Work request | In the entries below, how many lines hold the word "bool"? Answer with the number only.

Stored items
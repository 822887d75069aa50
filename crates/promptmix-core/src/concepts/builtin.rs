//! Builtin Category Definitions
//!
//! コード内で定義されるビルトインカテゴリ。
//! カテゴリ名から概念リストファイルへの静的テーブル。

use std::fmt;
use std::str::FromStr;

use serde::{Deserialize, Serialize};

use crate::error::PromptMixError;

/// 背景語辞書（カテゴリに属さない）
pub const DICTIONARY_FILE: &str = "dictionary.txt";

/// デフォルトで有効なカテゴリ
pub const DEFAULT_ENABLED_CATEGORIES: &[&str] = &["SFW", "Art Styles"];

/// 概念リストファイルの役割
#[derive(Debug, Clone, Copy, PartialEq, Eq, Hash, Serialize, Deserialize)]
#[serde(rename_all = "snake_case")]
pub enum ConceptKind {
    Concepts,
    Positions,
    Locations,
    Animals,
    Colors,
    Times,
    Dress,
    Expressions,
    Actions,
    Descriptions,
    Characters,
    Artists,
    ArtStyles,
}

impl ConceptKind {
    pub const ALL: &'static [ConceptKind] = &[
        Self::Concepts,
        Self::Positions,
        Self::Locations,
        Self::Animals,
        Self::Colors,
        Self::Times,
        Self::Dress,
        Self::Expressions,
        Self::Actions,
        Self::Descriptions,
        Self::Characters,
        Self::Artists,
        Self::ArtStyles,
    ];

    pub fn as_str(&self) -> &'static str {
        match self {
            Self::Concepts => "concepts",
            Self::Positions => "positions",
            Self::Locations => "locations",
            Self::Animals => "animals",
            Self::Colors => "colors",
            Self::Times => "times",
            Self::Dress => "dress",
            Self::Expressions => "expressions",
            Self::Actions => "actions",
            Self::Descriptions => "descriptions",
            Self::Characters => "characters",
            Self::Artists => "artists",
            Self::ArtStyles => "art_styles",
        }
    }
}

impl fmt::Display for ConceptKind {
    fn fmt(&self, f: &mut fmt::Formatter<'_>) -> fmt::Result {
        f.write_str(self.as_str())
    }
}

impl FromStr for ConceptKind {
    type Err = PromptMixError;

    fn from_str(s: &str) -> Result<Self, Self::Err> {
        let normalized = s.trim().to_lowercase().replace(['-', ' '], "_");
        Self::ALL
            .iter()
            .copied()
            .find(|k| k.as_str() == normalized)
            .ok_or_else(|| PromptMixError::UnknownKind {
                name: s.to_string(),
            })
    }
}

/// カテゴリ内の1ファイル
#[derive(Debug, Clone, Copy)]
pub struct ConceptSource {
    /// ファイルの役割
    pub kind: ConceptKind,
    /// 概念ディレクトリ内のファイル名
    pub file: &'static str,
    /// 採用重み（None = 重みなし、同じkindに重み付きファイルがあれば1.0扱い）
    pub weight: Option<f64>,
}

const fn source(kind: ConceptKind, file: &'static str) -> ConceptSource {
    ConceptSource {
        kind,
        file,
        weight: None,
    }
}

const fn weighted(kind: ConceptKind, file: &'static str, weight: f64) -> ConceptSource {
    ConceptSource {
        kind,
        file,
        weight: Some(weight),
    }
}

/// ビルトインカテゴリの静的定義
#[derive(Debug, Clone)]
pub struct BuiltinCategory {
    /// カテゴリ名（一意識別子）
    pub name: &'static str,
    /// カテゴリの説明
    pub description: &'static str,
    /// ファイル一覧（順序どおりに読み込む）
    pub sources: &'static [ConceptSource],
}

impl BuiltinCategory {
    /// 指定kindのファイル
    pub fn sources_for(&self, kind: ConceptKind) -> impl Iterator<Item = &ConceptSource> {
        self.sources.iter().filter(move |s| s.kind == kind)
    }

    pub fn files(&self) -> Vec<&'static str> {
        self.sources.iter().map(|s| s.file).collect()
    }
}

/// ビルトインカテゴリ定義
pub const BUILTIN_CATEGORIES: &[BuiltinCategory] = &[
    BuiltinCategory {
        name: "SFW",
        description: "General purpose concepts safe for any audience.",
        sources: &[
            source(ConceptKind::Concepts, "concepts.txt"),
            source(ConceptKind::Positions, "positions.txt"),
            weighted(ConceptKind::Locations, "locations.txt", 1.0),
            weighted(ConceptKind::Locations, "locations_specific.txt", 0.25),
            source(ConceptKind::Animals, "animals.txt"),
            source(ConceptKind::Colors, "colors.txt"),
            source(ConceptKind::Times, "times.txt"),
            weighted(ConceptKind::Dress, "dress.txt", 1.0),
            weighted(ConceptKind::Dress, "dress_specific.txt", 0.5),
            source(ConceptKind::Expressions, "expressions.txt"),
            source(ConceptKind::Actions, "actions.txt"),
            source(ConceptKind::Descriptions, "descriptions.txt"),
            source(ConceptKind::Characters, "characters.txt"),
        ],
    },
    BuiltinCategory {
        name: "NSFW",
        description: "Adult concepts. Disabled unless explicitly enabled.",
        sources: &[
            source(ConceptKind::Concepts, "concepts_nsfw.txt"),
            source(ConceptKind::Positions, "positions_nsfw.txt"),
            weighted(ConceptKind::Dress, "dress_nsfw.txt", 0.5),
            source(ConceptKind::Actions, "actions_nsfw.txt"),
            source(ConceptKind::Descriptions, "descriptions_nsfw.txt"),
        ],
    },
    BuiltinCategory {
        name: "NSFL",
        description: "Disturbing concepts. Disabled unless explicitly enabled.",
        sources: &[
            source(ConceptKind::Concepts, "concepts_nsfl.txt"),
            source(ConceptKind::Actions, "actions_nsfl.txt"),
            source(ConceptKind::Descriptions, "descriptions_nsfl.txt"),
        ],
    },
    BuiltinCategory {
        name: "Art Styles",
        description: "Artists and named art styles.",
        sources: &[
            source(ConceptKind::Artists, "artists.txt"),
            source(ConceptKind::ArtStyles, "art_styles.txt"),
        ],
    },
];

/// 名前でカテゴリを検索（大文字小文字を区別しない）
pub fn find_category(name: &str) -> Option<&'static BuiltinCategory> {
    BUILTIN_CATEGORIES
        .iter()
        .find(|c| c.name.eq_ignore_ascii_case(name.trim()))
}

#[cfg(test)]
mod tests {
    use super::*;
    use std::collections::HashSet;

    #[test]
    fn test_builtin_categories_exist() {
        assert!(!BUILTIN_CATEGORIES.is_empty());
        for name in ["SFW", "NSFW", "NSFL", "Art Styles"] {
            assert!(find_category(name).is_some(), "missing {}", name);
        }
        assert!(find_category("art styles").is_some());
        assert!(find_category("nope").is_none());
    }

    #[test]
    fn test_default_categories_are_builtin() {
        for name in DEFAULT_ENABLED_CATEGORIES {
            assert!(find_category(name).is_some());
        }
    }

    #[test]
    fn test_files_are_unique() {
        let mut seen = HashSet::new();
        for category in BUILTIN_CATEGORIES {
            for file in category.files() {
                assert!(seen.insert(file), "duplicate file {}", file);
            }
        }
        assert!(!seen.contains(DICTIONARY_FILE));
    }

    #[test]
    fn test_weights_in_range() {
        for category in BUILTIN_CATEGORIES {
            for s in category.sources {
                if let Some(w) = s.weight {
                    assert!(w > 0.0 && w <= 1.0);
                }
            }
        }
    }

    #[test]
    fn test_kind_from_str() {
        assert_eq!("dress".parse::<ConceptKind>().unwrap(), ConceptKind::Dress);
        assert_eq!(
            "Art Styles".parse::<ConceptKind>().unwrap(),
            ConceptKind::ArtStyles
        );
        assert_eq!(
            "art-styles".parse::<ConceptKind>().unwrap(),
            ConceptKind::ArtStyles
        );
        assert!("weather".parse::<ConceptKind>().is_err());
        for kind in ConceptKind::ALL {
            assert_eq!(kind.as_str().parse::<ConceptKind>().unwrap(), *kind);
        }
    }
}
...
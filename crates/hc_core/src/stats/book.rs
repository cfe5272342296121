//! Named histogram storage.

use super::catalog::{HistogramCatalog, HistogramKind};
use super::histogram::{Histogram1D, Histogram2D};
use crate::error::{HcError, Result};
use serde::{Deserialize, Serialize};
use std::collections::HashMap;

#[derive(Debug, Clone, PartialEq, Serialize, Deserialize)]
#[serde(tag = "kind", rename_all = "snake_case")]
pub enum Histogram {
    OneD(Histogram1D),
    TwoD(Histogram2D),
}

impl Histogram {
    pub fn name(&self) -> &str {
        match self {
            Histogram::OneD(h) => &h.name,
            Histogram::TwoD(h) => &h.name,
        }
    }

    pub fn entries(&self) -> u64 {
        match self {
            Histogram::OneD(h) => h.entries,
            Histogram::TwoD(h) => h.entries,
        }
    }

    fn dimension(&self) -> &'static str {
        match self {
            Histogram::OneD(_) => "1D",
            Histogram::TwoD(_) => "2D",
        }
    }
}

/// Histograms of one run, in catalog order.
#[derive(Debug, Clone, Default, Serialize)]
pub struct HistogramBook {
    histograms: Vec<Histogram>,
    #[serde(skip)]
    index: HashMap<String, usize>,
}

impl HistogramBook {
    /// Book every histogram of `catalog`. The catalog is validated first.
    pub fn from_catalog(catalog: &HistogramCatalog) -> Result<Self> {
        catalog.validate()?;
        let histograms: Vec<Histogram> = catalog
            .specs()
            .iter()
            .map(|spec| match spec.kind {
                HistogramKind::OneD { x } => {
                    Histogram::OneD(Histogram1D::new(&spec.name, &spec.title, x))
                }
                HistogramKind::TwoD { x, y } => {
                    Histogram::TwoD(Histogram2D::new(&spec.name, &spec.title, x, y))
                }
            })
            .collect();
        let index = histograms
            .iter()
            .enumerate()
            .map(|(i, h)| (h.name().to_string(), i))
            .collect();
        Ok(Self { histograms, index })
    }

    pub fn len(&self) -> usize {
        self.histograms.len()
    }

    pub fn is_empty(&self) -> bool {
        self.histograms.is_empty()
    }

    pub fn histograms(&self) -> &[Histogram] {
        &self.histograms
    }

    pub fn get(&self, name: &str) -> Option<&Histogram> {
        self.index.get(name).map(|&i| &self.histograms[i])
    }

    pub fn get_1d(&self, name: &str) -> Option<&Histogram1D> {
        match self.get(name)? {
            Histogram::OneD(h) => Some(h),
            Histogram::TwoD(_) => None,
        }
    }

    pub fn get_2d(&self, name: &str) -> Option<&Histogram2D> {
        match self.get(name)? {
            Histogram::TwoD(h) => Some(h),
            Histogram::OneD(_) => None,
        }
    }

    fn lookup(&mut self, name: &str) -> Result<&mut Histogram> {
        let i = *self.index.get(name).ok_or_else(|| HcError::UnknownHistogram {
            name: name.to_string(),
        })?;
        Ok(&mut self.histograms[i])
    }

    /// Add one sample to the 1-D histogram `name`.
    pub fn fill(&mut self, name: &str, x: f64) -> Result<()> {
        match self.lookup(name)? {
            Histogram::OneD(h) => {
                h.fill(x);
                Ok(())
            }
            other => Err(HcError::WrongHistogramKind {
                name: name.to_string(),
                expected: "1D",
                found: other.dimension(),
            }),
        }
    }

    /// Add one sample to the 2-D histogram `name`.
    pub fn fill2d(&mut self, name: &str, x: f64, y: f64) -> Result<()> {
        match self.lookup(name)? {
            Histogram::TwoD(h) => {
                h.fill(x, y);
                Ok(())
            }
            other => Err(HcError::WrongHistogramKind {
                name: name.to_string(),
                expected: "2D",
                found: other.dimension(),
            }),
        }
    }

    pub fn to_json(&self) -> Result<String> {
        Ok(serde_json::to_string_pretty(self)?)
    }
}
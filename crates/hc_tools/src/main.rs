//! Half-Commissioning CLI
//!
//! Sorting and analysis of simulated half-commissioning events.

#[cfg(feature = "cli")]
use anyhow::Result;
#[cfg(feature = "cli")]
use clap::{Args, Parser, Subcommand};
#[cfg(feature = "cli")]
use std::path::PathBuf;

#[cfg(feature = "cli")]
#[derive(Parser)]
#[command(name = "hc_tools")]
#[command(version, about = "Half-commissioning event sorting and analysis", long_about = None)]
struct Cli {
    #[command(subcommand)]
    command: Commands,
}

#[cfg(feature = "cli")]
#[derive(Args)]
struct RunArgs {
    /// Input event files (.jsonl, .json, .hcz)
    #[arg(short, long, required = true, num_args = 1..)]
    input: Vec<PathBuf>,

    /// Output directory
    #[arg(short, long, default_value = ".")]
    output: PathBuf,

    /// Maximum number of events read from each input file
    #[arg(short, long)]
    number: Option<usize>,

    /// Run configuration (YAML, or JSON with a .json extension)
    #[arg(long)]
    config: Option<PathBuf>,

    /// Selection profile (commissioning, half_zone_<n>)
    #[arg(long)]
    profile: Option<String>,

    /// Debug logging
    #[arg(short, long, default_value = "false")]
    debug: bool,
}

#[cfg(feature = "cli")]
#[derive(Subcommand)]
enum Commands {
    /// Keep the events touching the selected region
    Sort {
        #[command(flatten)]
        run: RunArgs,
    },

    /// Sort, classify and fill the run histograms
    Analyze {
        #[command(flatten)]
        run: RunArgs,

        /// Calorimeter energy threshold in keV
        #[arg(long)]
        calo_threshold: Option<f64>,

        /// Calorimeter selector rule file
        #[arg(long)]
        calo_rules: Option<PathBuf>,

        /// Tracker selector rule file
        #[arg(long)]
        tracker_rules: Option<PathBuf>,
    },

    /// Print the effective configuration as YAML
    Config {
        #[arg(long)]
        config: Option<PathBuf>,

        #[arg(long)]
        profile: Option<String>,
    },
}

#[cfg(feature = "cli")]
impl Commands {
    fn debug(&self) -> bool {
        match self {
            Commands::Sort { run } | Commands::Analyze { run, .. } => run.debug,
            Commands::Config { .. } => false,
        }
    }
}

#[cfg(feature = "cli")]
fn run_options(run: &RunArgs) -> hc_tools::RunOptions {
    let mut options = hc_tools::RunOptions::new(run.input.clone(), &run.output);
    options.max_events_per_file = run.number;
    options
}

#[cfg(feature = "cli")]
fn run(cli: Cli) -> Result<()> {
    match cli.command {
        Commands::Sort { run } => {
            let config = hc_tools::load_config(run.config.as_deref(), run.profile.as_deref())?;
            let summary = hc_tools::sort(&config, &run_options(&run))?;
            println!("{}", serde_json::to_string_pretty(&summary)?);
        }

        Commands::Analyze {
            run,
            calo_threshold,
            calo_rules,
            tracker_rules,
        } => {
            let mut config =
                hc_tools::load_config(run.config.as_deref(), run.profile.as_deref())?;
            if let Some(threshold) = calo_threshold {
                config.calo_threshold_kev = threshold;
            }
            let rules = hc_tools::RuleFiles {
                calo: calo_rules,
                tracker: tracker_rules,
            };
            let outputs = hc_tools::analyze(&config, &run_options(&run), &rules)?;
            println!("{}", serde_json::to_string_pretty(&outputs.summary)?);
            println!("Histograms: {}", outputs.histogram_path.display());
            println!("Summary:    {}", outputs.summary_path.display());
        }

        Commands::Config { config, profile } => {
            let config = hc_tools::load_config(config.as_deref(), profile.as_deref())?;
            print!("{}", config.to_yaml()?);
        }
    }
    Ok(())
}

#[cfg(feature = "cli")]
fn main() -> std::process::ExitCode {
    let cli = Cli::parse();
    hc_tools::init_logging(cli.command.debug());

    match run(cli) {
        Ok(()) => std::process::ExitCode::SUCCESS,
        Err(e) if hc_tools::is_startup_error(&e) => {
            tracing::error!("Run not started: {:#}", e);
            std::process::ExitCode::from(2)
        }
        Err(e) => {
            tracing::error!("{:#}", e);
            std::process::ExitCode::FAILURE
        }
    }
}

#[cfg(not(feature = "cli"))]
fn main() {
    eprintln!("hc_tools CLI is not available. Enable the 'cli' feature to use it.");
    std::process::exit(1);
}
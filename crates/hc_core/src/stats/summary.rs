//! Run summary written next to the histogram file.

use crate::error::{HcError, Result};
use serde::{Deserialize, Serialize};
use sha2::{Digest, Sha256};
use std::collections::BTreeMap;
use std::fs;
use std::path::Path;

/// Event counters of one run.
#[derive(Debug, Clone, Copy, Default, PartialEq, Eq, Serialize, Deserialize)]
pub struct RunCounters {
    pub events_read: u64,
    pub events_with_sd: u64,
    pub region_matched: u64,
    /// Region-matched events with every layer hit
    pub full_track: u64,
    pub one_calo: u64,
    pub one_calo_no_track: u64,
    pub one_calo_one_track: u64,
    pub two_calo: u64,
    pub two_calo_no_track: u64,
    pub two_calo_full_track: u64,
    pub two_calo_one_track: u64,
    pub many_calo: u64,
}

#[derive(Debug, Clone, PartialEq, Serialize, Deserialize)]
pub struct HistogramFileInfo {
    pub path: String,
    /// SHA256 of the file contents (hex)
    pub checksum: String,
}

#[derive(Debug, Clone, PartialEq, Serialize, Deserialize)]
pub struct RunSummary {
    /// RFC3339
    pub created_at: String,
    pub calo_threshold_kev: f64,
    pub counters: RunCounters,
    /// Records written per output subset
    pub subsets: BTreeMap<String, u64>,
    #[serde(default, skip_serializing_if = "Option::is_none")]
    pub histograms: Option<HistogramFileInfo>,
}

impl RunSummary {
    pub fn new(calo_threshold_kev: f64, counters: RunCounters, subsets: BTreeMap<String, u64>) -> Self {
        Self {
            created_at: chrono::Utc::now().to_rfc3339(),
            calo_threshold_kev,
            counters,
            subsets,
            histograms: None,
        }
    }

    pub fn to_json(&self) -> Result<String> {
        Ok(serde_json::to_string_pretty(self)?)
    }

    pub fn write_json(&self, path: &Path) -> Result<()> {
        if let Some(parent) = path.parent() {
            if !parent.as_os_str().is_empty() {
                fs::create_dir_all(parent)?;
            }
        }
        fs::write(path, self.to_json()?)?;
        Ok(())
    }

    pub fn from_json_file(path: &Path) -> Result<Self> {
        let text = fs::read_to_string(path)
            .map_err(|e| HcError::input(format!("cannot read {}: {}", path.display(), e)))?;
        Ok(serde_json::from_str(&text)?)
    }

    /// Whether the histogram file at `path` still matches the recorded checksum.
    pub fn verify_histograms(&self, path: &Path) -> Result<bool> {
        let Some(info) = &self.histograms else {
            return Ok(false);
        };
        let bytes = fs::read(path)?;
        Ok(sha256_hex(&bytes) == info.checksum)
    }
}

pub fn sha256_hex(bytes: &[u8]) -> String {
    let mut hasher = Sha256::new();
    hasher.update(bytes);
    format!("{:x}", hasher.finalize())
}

Finished exercise | 4